Please reproduce the entries below exactly, starting at the first line and ending with the line that holds "use std::time::Duration;".

[Start of section]

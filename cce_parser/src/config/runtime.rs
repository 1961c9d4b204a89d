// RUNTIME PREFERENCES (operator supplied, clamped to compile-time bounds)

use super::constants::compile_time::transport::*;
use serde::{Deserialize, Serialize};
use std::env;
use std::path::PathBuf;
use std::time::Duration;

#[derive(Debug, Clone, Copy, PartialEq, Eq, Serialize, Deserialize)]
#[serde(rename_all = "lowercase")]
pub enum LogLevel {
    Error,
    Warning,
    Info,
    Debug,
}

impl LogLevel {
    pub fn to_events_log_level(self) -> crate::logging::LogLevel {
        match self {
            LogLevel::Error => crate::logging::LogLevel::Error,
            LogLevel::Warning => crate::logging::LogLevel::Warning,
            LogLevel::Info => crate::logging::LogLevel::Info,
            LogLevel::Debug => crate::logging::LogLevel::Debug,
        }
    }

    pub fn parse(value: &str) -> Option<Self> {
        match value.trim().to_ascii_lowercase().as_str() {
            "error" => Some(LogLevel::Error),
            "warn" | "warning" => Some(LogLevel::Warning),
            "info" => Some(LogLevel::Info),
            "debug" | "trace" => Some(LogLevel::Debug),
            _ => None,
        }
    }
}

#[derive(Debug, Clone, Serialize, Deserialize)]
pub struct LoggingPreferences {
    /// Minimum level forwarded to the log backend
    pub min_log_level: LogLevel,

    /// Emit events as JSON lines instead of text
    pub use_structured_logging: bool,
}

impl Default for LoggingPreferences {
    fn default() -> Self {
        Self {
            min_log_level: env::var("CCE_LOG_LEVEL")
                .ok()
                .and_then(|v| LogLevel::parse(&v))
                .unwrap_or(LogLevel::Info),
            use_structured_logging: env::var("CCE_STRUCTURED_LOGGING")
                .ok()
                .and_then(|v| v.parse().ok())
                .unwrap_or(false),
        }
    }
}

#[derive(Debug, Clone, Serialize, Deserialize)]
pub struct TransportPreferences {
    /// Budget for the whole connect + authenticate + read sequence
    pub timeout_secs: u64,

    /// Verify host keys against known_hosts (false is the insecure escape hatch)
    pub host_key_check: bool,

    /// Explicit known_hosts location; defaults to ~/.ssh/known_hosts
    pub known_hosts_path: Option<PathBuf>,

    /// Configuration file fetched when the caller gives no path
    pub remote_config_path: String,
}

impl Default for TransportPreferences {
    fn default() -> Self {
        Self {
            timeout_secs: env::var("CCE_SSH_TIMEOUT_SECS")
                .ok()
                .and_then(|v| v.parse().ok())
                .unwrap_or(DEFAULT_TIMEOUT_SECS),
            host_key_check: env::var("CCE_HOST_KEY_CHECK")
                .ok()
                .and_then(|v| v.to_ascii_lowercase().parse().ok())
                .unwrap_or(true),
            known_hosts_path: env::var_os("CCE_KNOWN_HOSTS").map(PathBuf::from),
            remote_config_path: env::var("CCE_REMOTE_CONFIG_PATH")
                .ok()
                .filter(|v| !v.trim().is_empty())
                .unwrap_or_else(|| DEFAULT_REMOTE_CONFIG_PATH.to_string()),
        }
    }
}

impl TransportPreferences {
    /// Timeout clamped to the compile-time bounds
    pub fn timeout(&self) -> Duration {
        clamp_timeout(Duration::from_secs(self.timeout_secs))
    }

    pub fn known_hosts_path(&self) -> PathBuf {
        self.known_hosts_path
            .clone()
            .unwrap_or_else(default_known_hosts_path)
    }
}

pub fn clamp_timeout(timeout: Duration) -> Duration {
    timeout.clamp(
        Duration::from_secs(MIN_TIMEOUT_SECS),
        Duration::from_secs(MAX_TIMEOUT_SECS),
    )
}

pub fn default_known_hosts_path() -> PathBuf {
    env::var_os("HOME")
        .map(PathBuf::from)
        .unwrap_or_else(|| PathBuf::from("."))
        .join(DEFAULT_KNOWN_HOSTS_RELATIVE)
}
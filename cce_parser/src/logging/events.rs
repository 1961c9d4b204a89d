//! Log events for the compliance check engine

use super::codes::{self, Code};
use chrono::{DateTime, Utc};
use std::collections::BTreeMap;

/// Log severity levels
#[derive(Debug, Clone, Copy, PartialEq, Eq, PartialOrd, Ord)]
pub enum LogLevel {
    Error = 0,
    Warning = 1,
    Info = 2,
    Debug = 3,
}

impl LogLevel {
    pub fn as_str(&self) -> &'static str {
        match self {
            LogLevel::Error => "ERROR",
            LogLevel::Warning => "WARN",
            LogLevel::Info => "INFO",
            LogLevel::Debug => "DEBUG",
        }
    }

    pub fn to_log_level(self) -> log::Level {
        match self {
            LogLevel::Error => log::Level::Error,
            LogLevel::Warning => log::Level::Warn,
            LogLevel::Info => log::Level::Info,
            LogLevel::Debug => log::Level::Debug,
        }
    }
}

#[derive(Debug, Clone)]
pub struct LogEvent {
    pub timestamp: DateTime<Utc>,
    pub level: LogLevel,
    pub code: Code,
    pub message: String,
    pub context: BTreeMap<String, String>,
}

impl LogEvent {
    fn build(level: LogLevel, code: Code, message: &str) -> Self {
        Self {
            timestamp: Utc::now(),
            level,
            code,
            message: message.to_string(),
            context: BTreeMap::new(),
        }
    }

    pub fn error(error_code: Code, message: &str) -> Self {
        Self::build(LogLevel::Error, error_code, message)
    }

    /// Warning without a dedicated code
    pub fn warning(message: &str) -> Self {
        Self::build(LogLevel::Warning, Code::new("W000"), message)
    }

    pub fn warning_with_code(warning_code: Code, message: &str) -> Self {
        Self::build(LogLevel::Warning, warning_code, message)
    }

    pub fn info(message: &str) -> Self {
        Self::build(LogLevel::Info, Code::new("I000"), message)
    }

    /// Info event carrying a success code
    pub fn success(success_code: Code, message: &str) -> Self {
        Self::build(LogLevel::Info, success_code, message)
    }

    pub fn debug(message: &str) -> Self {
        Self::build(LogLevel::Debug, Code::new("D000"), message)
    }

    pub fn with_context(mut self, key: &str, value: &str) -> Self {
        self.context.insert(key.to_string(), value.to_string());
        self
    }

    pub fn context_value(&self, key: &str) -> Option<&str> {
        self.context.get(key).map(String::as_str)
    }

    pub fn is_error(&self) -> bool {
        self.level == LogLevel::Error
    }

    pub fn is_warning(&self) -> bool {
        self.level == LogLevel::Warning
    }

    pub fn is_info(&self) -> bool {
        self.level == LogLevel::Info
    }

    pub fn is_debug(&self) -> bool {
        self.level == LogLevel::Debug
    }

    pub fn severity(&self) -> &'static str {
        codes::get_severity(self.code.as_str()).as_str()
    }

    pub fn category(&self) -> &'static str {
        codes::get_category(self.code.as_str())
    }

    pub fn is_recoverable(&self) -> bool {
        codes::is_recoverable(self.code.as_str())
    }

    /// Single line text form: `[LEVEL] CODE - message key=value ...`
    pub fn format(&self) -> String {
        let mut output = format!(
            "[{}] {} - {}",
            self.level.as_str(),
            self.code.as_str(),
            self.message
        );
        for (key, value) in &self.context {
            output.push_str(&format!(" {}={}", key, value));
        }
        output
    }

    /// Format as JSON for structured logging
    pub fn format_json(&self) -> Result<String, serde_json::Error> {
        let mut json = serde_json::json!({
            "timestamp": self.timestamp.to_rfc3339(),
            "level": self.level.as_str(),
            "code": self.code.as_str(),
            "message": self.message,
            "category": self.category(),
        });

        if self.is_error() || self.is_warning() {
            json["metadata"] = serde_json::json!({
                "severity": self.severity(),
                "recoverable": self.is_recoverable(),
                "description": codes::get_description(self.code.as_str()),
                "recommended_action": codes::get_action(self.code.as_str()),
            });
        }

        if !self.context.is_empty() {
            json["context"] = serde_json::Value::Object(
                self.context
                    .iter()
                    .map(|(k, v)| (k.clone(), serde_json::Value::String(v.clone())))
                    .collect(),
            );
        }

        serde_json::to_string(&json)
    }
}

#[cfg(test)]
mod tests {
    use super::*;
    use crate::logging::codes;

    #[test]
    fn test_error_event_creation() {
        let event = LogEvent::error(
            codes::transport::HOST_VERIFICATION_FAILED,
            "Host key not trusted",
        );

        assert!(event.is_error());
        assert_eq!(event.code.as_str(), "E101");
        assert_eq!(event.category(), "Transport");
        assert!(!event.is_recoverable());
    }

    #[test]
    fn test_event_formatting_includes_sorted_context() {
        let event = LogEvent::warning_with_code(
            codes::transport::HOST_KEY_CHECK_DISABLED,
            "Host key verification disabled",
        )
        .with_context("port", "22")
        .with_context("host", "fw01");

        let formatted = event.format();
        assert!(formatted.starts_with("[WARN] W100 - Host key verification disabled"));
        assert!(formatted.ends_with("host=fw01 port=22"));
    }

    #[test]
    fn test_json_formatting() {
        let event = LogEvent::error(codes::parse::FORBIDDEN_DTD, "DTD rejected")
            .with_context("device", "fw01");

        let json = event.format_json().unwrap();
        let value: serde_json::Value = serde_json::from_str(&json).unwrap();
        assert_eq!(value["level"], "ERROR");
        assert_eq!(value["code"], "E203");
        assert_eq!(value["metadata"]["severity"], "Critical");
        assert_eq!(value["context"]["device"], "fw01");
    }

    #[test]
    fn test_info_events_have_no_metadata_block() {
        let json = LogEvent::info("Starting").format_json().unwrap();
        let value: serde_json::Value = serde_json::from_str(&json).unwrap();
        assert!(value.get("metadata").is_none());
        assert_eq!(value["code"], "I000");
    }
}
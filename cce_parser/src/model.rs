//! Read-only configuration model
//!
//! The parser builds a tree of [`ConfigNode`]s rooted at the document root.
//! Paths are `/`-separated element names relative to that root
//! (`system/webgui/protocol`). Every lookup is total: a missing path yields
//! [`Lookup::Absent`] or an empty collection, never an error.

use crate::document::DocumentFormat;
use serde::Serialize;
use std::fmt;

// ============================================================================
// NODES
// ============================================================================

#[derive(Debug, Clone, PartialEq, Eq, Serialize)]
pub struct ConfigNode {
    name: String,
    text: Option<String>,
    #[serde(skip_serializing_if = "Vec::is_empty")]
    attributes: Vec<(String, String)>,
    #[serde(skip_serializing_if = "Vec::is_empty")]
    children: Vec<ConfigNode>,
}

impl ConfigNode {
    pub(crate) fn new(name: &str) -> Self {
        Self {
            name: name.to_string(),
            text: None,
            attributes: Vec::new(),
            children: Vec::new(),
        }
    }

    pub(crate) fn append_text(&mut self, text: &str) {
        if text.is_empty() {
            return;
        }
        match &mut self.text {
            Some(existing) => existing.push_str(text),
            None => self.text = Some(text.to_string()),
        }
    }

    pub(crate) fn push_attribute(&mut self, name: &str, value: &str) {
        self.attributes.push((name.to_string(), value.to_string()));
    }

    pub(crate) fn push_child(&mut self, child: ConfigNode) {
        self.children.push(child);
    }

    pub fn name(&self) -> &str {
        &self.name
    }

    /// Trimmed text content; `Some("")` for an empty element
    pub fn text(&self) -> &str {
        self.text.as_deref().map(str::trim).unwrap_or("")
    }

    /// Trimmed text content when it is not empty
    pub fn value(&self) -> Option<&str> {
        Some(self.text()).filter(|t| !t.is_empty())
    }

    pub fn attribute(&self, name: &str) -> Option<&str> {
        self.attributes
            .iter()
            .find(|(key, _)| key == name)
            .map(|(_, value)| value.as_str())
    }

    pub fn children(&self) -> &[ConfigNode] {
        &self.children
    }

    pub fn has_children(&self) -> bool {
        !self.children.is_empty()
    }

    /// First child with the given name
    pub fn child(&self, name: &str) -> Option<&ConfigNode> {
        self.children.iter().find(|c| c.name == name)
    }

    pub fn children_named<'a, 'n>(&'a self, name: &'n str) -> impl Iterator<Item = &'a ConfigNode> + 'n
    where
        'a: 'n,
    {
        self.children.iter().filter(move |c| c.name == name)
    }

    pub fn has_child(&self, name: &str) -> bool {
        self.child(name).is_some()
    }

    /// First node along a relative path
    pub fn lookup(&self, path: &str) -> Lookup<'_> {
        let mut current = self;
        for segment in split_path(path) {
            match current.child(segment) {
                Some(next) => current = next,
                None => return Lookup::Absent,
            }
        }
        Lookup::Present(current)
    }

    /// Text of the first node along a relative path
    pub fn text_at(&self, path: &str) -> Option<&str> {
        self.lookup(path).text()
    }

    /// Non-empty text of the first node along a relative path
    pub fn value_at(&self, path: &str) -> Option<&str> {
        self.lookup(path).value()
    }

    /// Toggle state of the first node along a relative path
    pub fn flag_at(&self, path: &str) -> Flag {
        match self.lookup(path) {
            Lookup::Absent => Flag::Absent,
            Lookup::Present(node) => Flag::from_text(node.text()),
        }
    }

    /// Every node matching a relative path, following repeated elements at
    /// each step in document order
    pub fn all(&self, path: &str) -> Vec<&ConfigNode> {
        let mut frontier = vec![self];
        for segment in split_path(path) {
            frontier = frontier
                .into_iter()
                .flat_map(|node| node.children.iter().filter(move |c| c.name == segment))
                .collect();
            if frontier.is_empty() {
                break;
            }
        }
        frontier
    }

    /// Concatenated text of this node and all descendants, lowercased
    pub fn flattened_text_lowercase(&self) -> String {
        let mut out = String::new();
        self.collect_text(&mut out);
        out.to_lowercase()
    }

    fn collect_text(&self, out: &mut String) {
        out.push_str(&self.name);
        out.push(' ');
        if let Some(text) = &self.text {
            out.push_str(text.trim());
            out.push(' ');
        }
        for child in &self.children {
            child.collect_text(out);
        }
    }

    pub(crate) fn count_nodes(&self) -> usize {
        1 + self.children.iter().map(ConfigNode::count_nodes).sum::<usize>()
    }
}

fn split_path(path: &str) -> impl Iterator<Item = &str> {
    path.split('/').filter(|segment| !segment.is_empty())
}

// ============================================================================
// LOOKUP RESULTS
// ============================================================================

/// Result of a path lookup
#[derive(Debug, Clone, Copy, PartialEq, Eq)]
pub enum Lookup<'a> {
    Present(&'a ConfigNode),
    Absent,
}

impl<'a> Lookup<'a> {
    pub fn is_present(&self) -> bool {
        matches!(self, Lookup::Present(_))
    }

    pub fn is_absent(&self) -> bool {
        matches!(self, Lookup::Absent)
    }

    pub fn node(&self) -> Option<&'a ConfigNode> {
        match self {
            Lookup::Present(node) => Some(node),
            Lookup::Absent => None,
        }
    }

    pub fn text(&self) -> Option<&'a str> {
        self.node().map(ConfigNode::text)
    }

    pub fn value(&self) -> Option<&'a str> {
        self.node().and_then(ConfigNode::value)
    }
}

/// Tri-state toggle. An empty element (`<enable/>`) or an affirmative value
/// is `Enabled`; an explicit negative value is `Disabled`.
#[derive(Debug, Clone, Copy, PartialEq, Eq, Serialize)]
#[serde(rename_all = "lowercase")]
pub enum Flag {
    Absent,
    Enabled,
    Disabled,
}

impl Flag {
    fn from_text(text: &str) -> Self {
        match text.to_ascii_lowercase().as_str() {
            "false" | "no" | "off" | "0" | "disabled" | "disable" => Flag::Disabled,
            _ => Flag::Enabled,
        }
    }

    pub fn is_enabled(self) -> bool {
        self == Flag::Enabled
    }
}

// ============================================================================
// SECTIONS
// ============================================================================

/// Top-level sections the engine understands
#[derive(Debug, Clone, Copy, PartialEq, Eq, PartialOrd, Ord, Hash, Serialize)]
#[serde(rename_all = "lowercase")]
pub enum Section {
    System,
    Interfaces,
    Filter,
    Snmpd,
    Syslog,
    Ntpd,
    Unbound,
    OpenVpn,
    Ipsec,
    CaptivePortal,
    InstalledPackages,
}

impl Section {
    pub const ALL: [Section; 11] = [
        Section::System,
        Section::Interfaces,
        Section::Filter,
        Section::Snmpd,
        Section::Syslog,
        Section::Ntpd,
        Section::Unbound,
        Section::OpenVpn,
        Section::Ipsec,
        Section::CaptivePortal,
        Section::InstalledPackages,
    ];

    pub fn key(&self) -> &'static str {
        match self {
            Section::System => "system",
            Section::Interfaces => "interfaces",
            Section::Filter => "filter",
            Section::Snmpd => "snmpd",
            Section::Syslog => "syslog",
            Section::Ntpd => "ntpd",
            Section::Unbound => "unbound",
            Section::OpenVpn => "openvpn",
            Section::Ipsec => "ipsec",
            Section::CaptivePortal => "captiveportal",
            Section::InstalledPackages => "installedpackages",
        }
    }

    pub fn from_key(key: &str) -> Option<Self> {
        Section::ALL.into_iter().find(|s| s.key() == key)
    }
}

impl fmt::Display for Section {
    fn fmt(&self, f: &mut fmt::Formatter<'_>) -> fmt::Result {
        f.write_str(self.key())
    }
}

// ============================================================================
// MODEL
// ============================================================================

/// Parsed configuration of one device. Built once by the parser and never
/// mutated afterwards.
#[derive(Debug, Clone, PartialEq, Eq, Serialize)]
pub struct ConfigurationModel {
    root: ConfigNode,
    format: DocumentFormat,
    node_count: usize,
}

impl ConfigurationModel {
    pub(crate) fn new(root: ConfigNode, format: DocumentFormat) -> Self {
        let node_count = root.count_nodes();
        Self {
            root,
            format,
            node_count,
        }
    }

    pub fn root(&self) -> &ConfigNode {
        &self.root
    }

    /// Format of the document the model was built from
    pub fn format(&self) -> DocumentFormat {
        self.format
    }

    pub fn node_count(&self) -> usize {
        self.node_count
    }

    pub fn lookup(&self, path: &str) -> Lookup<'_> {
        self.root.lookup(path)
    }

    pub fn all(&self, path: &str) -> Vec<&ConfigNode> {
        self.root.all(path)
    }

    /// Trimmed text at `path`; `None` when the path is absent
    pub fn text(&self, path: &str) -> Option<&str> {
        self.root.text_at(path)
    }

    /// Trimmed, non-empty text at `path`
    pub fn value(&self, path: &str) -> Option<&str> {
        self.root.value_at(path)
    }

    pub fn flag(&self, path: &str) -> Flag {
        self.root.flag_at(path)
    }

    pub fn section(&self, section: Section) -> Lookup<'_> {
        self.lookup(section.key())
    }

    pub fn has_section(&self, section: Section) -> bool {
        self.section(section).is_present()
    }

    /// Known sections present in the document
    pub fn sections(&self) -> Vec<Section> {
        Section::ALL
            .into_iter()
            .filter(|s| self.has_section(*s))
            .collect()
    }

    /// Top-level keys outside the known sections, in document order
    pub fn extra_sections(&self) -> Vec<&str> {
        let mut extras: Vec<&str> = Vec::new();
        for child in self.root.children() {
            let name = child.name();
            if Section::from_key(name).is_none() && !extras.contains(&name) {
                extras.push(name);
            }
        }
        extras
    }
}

[End of section]

- _ANSWER SECTION_
filename cce_parser/src/config/runtime.rs
repository 1961c9d4b204a89d
// RUNTIME PREFERENCES (operator supplied, clamped to compile-time bounds)

use super::constants::compile_time::transport::*;
use serde::{Deserialize, Serialize};
use std::env;
use std::path::PathBuf;
use std::time::Duration;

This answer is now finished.